In this way it becomes clear that some Euro Area nations have a balance of payments financing problem and since it reached a crisis level, the problem can be classified as a balance of payments crisis even though there is no exchange rate which has collapsed.

The nations which were/are in troubled had difficulties because they had huge current account deficits and as a result became indebted to the rest of the Euro Area. This became unsustainable and turned into a crisis. And both borrowers and lenders are to be blamed.

Since these nations had huge indebtedness to the rest of the Euro Area, they had troubles borrowing and refinancing their debts with foreigners and still have.

So I do not know why someone can take an issue with the phrase “balance-of-payments crisis”.

Except for the huge depreciation of the domestic currency, the Euro Area economic dynamics resembles a typical balance-of-payments crisis in all other ways.
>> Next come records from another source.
//! Withdrawal engine: profit and principal request validation, the optimistic
//! debit, admin resolution, and the archival drain. Every attempt leaves a
//! queue record: accepted requests enter as `Pending`, ineligible ones as
//! terminal `Rejected` with the reason code, so the queue doubles as the
//! audit trail.

use crate::ledger::{
    Account, AccountSnapshot, Amount, Ledger, LedgerError, Plan, RequestStatus, UserId,
    WithdrawalKind, WithdrawalRequest, DAY_MS, MIN_PROFIT_WITHDRAW,
};

/// Why a request was turned down. Stable machine-checkable codes, stored as
/// the rejected record's `reason`.
#[derive(Clone, Copy, Debug, PartialEq, Eq)]
pub enum WithdrawRejection {
    BelowMinimum,
    InsufficientProfit,
    NoPayoutAddress,
    NoActivePrincipal,
    LockNotElapsed,
    ReferralRequired,
    ExceedsActivePrincipal,
}

impl WithdrawRejection {
    pub fn as_str(self) -> &'static str {
        match self {
            WithdrawRejection::BelowMinimum => "below_minimum",
            WithdrawRejection::InsufficientProfit => "insufficient_profit",
            WithdrawRejection::NoPayoutAddress => "no_payout_address",
            WithdrawRejection::NoActivePrincipal => "no_active_principal",
            WithdrawRejection::LockNotElapsed => "lock_not_elapsed",
            WithdrawRejection::ReferralRequired => "referral_required",
            WithdrawRejection::ExceedsActivePrincipal => "exceeds_active_principal",
        }
    }
}

impl std::fmt::Display for WithdrawRejection {
    fn fmt(&self, f: &mut std::fmt::Formatter<'_>) -> std::fmt::Result {
        f.write_str(self.as_str())
    }
}

#[derive(Clone, Debug, PartialEq, Eq)]
pub enum WithdrawOutcome {
    Queued { request_id: String, amount: Amount },
    Rejected { reason: WithdrawRejection },
}

/// Admin decision on a pending request. All three are terminal.
#[derive(Clone, Copy, Debug, PartialEq, Eq)]
pub enum Decision {
    Approved,
    Rejected,
    Paid,
}

impl Decision {
    fn status(self) -> RequestStatus {
        match self {
            Decision::Approved => RequestStatus::Approved,
            Decision::Rejected => RequestStatus::Rejected,
            Decision::Paid => RequestStatus::Paid,
        }
    }
}

impl std::str::FromStr for Decision {
    type Err = String;

    fn from_str(s: &str) -> Result<Self, Self::Err> {
        match s {
            "approved" => Ok(Decision::Approved),
            "rejected" => Ok(Decision::Rejected),
            "paid" => Ok(Decision::Paid),
            other => Err(format!(
                "unknown decision {other:?} (expected approved, rejected or paid)"
            )),
        }
    }
}

fn snapshot_of(account: &Account, plan: Option<Plan>, now_ms: u64) -> AccountSnapshot {
    // Age of the gating deposit: the oldest active lot of the requested plan,
    // or the account's first lot for profit requests.
    let reference_lot = match plan {
        Some(p) => account.oldest_active_lot(p),
        None => account.investments.first(),
    };
    AccountSnapshot {
        profit_balance: account.balances.profit,
        referral_balance: account.balances.referral,
        active_principal: account.active_principal(),
        days_since_deposit: reference_lot
            .map(|lot| now_ms.saturating_sub(lot.start_at_ms) / DAY_MS),
        referral_counts: account.referral_count_by_plan.clone(),
    }
}

fn push_request(
    ledger: &mut Ledger,
    user_id: UserId,
    kind: WithdrawalKind,
    amount: Amount,
    destination: String,
    plan: Option<Plan>,
    snapshot: AccountSnapshot,
    rejection: Option<WithdrawRejection>,
    now_ms: u64,
) -> WithdrawOutcome {
    let request_id = ledger.mint_request_id();
    let (status, reason) = match rejection {
        Some(r) => (RequestStatus::Rejected, Some(r.as_str().to_string())),
        None => (RequestStatus::Pending, None),
    };
    ledger.withdrawal_queue.push(WithdrawalRequest {
        id: request_id.clone(),
        user_id,
        kind,
        amount,
        destination,
        status,
        reason,
        created_at_ms: now_ms,
        plan,
        snapshot,
    });
    match rejection {
        Some(reason) => WithdrawOutcome::Rejected { reason },
        None => WithdrawOutcome::Queued { request_id, amount },
    }
}

/// Profit withdrawal: needs the minimum amount, sufficient profit balance and
/// a payout address. Accepted requests debit the balance immediately, before
/// admin resolution.
pub fn request_profit(
    ledger: &mut Ledger,
    user_id: UserId,
    amount: Amount,
    now_ms: u64,
) -> Result<WithdrawOutcome, LedgerError> {
    let account = ledger.account(user_id)?;
    let snapshot = snapshot_of(account, None, now_ms);
    let destination = account.payout_address.clone();

    let rejection = if amount < MIN_PROFIT_WITHDRAW {
        Some(WithdrawRejection::BelowMinimum)
    } else if amount > account.balances.profit {
        Some(WithdrawRejection::InsufficientProfit)
    } else if destination.is_empty() {
        Some(WithdrawRejection::NoPayoutAddress)
    } else {
        None
    };

    if rejection.is_none() {
        ledger.account_mut(user_id)?.balances.profit -= amount;
    }
    Ok(push_request(
        ledger,
        user_id,
        WithdrawalKind::Profit,
        amount,
        destination,
        None,
        snapshot,
        rejection,
        now_ms,
    ))
}

/// Principal withdrawal for one plan: needs active principal in that plan, an
/// elapsed lock on its oldest lot, at least one confirmed referral in the
/// plan, and a payout address. On acceptance every active lot of the plan
/// flips inactive (one-way) and the queued amount is their sum.
pub fn request_principal(
    ledger: &mut Ledger,
    user_id: UserId,
    plan: Plan,
    amount: Amount,
    now_ms: u64,
) -> Result<WithdrawOutcome, LedgerError> {
    let account = ledger.account(user_id)?;
    let snapshot = snapshot_of(account, Some(plan), now_ms);
    let destination = account.payout_address.clone();
    let available = account.active_principal_by_plan(plan);

    let rejection = if available == 0 {
        Some(WithdrawRejection::NoActivePrincipal)
    } else if account
        .oldest_active_lot(plan)
        .is_some_and(|lot| lot.lock_until_ms > now_ms)
    {
        Some(WithdrawRejection::LockNotElapsed)
    } else if account.referral_count(plan) < 1 {
        Some(WithdrawRejection::ReferralRequired)
    } else if amount > available {
        Some(WithdrawRejection::ExceedsActivePrincipal)
    } else if destination.is_empty() {
        Some(WithdrawRejection::NoPayoutAddress)
    } else {
        None
    };

    let queued_amount = match rejection {
        Some(_) => amount,
        None => {
            let account = ledger.account_mut(user_id)?;
            let mut released = 0;
            for lot in account
                .investments
                .iter_mut()
                .filter(|lot| lot.active && lot.plan == plan)
            {
                lot.active = false;
                released += lot.amount;
            }
            released
        }
    };
    Ok(push_request(
        ledger,
        user_id,
        WithdrawalKind::Principal,
        queued_amount,
        destination,
        Some(plan),
        snapshot,
        rejection,
        now_ms,
    ))
}

/// Admin resolution: pending requests move forward to exactly one terminal
/// status; anything else is an error. The optimistic debit is never reversed
/// here; a rejected request's funds stay withdrawn (see DESIGN.md).
pub fn resolve<'a>(
    ledger: &'a mut Ledger,
    request_id: &str,
    decision: Decision,
    reason: Option<String>,
) -> Result<&'a WithdrawalRequest, LedgerError> {
    let request = ledger
        .withdrawal_queue
        .iter_mut()
        .find(|r| r.id == request_id)
        .ok_or_else(|| LedgerError::UnknownRequest {
            id: request_id.to_string(),
        })?;
    if request.status != RequestStatus::Pending {
        return Err(LedgerError::RequestNotPending {
            id: request_id.to_string(),
        });
    }
    request.status = decision.status();
    request.reason = reason;
    Ok(request)
}

/// Drains terminal requests created before the cutoff so the store can append
/// them to the archive. Pending requests always stay in the queue.
pub fn archive_resolved(ledger: &mut Ledger, before_ms: u64) -> Vec<WithdrawalRequest> {
    let mut drained = Vec::new();
    ledger.withdrawal_queue.retain(|request| {
        if request.status.is_terminal() && request.created_at_ms < before_ms {
            drained.push(request.clone());
            false
        } else {
            true
        }
    });
    drained
}
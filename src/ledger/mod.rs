use std::collections::{BTreeMap, BTreeSet};

use serde::{Deserialize, Serialize};

pub type UserId = u64;
pub type TxId = String;
pub type Amount = u64;

pub const USD_SCALE: u64 = 100; // 1 USDT = 100 minimal units

/// Daily mining profit, applied to the total active principal on each tap.
pub const DAILY_RATE_BPS: u64 = 400;
/// One-time commission credited to a referrer when a referred deposit confirms.
pub const REFERRAL_RATE_BPS: u64 = 1000;
/// Smallest profit amount a withdrawal request may ask for.
pub const MIN_PROFIT_WITHDRAW: Amount = 10 * USD_SCALE;
/// Principal lock period, counted from deposit confirmation.
pub const LOCK_DAYS: u64 = 15;

pub const HOUR_MS: u64 = 60 * 60 * 1000;
pub const DAY_MS: u64 = 24 * HOUR_MS;
pub const LOCK_MS: u64 = LOCK_DAYS * DAY_MS;
pub const TAP_COOLDOWN_MS: u64 = DAY_MS;

/// Tolerance when comparing an observed transfer against a plan price.
pub const AMOUNT_EPSILON: Amount = 1;
/// Shorter payout addresses are rejected as malformed (TRC20 addresses are 34).
pub const MIN_ADDRESS_LEN: usize = 20;

#[derive(Debug, thiserror::Error)]
pub enum LedgerError {
    #[error("unknown account {user_id}")]
    UnknownAccount { user_id: UserId },
    #[error("unknown withdrawal request {id}")]
    UnknownRequest { id: String },
    #[error("withdrawal request {id} is not pending")]
    RequestNotPending { id: String },
    #[error("payout address is {len} characters, minimum is {min}", min = MIN_ADDRESS_LEN)]
    AddressTooShort { len: usize },
    #[error("malformed amount {0:?} (expected a positive value with at most 2 decimals)")]
    MalformedAmount(String),
    #[error("no plan priced at {0} USDT")]
    UnknownPlan(u64),
}

/// Fixed price tiers of the program. Every confirmed deposit buys exactly one.
#[derive(Clone, Copy, Debug, PartialEq, Eq, PartialOrd, Ord, Serialize, Deserialize)]
pub enum Plan {
    #[serde(rename = "10")]
    P10,
    #[serde(rename = "50")]
    P50,
    #[serde(rename = "100")]
    P100,
}

impl Plan {
    pub const ALL: [Plan; 3] = [Plan::P10, Plan::P50, Plan::P100];

    /// Price of the tier in minimal units.
    pub fn price(self) -> Amount {
        match self {
            Plan::P10 => 10 * USD_SCALE,
            Plan::P50 => 50 * USD_SCALE,
            Plan::P100 => 100 * USD_SCALE,
        }
    }

    /// Looks a tier up by its whole-USDT price, as users name plans.
    pub fn from_price(usd: u64) -> Result<Plan, LedgerError> {
        Plan::ALL
            .into_iter()
            .find(|p| p.price() == usd * USD_SCALE)
            .ok_or(LedgerError::UnknownPlan(usd))
    }
}

impl std::fmt::Display for Plan {
    fn fmt(&self, f: &mut std::fmt::Formatter<'_>) -> std::fmt::Result {
        write!(f, "{}", self.price() / USD_SCALE)
    }
}

#[derive(Clone, Debug, Default, Serialize, Deserialize, PartialEq, Eq)]
pub struct Balances {
    pub profit: Amount,
    pub referral: Amount,
}

/// One confirmed deposit. Immutable except the one-way `active` flip performed
/// by a principal withdrawal; never reactivated, never deleted.
#[derive(Clone, Debug, Serialize, Deserialize, PartialEq, Eq)]
pub struct InvestmentLot {
    pub id: String,
    pub plan: Plan,
    pub amount: Amount,
    pub start_at_ms: u64,
    pub lock_until_ms: u64,
    pub active: bool,
    pub source_tx_id: TxId,
}

#[derive(Clone, Debug, Serialize, Deserialize, PartialEq, Eq)]
pub struct Account {
    pub user_id: UserId,
    /// Empty until the user sets one; withdrawal requests require it.
    pub payout_address: String,
    pub balances: Balances,
    pub investments: Vec<InvestmentLot>,
    /// Assigned at most once, at first contact. Never reassigned, never self.
    pub referrer: Option<UserId>,
    pub referrals: BTreeSet<UserId>,
    /// Confirmed referred deposits per plan. Monotonic; later withdrawals by
    /// the referee never decrement it.
    pub referral_count_by_plan: BTreeMap<Plan, u32>,
    /// 0 = never tapped.
    pub last_mine_at_ms: u64,
    pub terms_accepted: bool,
}

impl Account {
    pub fn new(user_id: UserId) -> Self {
        Self {
            user_id,
            payout_address: String::new(),
            balances: Balances::default(),
            investments: Vec::new(),
            referrer: None,
            referrals: BTreeSet::new(),
            referral_count_by_plan: BTreeMap::new(),
            last_mine_at_ms: 0,
            terms_accepted: false,
        }
    }

    /// Sum of `amount` over active lots, across all plans.
    pub fn active_principal(&self) -> Amount {
        self.investments
            .iter()
            .filter(|lot| lot.active)
            .map(|lot| lot.amount)
            .sum()
    }

    /// Sum of `amount` over active lots of one plan.
    pub fn active_principal_by_plan(&self, plan: Plan) -> Amount {
        self.investments
            .iter()
            .filter(|lot| lot.active && lot.plan == plan)
            .map(|lot| lot.amount)
            .sum()
    }

    /// Earliest-started active lot of a plan, the one whose lock gates
    /// principal withdrawal. Lots are appended in confirmation order, so the
    /// first match is the oldest.
    pub fn oldest_active_lot(&self, plan: Plan) -> Option<&InvestmentLot> {
        self.investments
            .iter()
            .find(|lot| lot.active && lot.plan == plan)
    }

    pub fn referral_count(&self, plan: Plan) -> u32 {
        self.referral_count_by_plan.get(&plan).copied().unwrap_or(0)
    }
}

#[derive(Clone, Copy, Debug, Serialize, Deserialize, PartialEq, Eq)]
#[serde(rename_all = "snake_case")]
pub enum WithdrawalKind {
    Profit,
    Principal,
}

#[derive(Clone, Copy, Debug, Serialize, Deserialize, PartialEq, Eq)]
#[serde(rename_all = "snake_case")]
pub enum RequestStatus {
    Pending,
    Approved,
    Rejected,
    Paid,
}

impl RequestStatus {
    pub fn is_terminal(self) -> bool {
        self != RequestStatus::Pending
    }
}

/// Audit copy of the requesting account's financial state, frozen at request
/// time before any optimistic debit.
#[derive(Clone, Debug, Serialize, Deserialize, PartialEq, Eq)]
pub struct AccountSnapshot {
    pub profit_balance: Amount,
    pub referral_balance: Amount,
    pub active_principal: Amount,
    pub days_since_deposit: Option<u64>,
    pub referral_counts: BTreeMap<Plan, u32>,
}

/// A queued withdrawal. `amount`, `kind` and `user_id` are immutable once
/// created; only `status` and `reason` move, and only forward out of
/// `Pending`.
#[derive(Clone, Debug, Serialize, Deserialize, PartialEq, Eq)]
pub struct WithdrawalRequest {
    pub id: String,
    pub user_id: UserId,
    pub kind: WithdrawalKind,
    pub amount: Amount,
    pub destination: String,
    pub status: RequestStatus,
    pub reason: Option<String>,
    pub created_at_ms: u64,
    pub plan: Option<Plan>,
    pub snapshot: AccountSnapshot,
}

/// The in-memory aggregate behind the write gate: every account, the consumed
/// transaction identifiers, and the withdrawal queue. Persisted wholesale as
/// one document after each accepted mutation.
#[derive(Clone, Debug, Default, Serialize, Deserialize, PartialEq, Eq)]
pub struct Ledger {
    pub accounts: BTreeMap<UserId, Account>,
    pub consumed_tx_ids: BTreeSet<TxId>,
    pub withdrawal_queue: Vec<WithdrawalRequest>,
    #[serde(default)]
    pub next_lot_seq: u64,
    #[serde(default)]
    pub next_request_seq: u64,
}

impl Ledger {
    pub fn new() -> Self {
        Self::default()
    }

    pub fn contains_account(&self, user_id: UserId) -> bool {
        self.accounts.contains_key(&user_id)
    }

    /// First contact creates the record; later contacts return it unchanged.
    pub fn ensure_account(&mut self, user_id: UserId) -> &mut Account {
        self.accounts
            .entry(user_id)
            .or_insert_with(|| Account::new(user_id))
    }

    pub fn account(&self, user_id: UserId) -> Result<&Account, LedgerError> {
        self.accounts
            .get(&user_id)
            .ok_or(LedgerError::UnknownAccount { user_id })
    }

    pub fn account_mut(&mut self, user_id: UserId) -> Result<&mut Account, LedgerError> {
        self.accounts
            .get_mut(&user_id)
            .ok_or(LedgerError::UnknownAccount { user_id })
    }

    pub fn set_payout_address(
        &mut self,
        user_id: UserId,
        address: &str,
    ) -> Result<(), LedgerError> {
        if address.len() < MIN_ADDRESS_LEN {
            return Err(LedgerError::AddressTooShort {
                len: address.len(),
            });
        }
        let account = self.ensure_account(user_id);
        account.payout_address = address.to_string();
        Ok(())
    }

    pub fn accept_terms(&mut self, user_id: UserId) {
        self.ensure_account(user_id).terms_accepted = true;
    }

    pub fn mint_lot_id(&mut self) -> String {
        self.next_lot_seq += 1;
        format!("lot-{:06}", self.next_lot_seq)
    }

    pub fn mint_request_id(&mut self) -> String {
        self.next_request_seq += 1;
        format!("wd-{:06}", self.next_request_seq)
    }
}

/// Parses a user-facing decimal amount ("15", "15.5", "15.50") into minimal
/// units. At most two decimals; zero and malformed input are rejected.
pub fn parse_amount(s: &str) -> Result<Amount, LedgerError> {
    let malformed = || LedgerError::MalformedAmount(s.to_string());
    let s = s.trim();
    let (whole, frac) = match s.split_once('.') {
        Some((w, f)) => (w, f),
        None => (s, ""),
    };
    if whole.is_empty() || frac.len() > 2 {
        return Err(malformed());
    }
    let whole: u64 = whole.parse().map_err(|_| malformed())?;
    let frac_cents: u64 = if frac.is_empty() {
        0
    } else {
        let parsed: u64 = frac.parse().map_err(|_| malformed())?;
        if frac.len() == 1 {
            parsed * 10
        } else {
            parsed
        }
    };
    let cents = whole
        .checked_mul(USD_SCALE)
        .and_then(|c| c.checked_add(frac_cents))
        .ok_or_else(malformed)?;
    if cents == 0 {
        return Err(malformed());
    }
    Ok(cents)
}

/// Renders minimal units back as a two-decimal string.
pub fn format_amount(cents: Amount) -> String {
    format!("{}.{:02}", cents / USD_SCALE, cents % USD_SCALE)
}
There is deflation of domestic demand, financial instability, high unemployment, increase in poverty and decrease in happiness and standard of living etc. There is international help in both cases.

Once again. A BoP transaction is between residents and non-residents. (See 2008 SNA, and BPM6 on this). A BoP crisis hence is a crisis in which borrowing and refinancing existing debt from non-residents has become difficult and is at crisis levels.  Whatever a country such as Portugal does at the moment, some units will be left indebted to the rest of the world/Euro Area. This is because liabilities are greater than financial assets and the difference is the net indebtedness to foreigners. Whatever new debts are created are equal in value to newly created financial assets. So the arithmetic dictates foreigners should be relied upon. The one qualification is that Portugal significantly improves its net exports but that is the same as saying its balance of payments is improving.

So anyone saying it is not a “balance-of-payments crisis” is fooling himself/herself.